TASK INPUT START

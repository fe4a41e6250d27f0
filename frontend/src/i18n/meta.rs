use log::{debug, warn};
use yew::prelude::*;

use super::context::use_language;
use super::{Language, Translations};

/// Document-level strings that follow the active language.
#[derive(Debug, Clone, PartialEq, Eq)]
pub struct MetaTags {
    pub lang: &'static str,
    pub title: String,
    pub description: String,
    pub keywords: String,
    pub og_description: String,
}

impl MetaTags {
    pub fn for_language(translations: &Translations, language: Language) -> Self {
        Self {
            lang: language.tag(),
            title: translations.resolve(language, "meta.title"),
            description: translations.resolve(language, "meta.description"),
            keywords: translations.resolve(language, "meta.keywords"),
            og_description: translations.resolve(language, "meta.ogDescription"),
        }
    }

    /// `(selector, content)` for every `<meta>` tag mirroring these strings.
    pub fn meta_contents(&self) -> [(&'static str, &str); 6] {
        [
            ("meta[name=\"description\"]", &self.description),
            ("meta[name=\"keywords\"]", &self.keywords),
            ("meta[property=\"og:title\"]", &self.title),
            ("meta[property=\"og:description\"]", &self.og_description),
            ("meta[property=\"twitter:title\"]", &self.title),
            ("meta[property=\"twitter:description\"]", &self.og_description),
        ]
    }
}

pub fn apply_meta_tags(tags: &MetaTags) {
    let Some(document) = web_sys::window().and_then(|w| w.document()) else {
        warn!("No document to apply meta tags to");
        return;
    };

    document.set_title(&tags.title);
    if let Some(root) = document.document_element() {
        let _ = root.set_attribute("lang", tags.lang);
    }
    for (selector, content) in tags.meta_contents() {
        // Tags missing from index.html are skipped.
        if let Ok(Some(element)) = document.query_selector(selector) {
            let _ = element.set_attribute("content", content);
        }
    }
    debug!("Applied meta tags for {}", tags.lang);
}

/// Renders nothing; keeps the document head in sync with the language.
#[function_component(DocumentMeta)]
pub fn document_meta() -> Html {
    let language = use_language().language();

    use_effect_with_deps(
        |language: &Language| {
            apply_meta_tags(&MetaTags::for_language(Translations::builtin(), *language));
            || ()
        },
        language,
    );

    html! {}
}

TASK INPUT END

* **EXERCISE**: Starting with the first line above and ending with the line that holds "pub lang: &'static", restate each line word for word and add nothing else.

* **EXERCISE OUTPUT**:
repository fe4a41e6250d27f0
filename frontend/src/i18n/meta.rs
use log::{debug, warn};
use yew::prelude::*;

use super::context::use_language;
use super::{Language, Translations};

/// Document-level strings that follow the active language.
#[derive(Debug, Clone, PartialEq, Eq)]
pub struct MetaTags {
    pub lang: &'static str,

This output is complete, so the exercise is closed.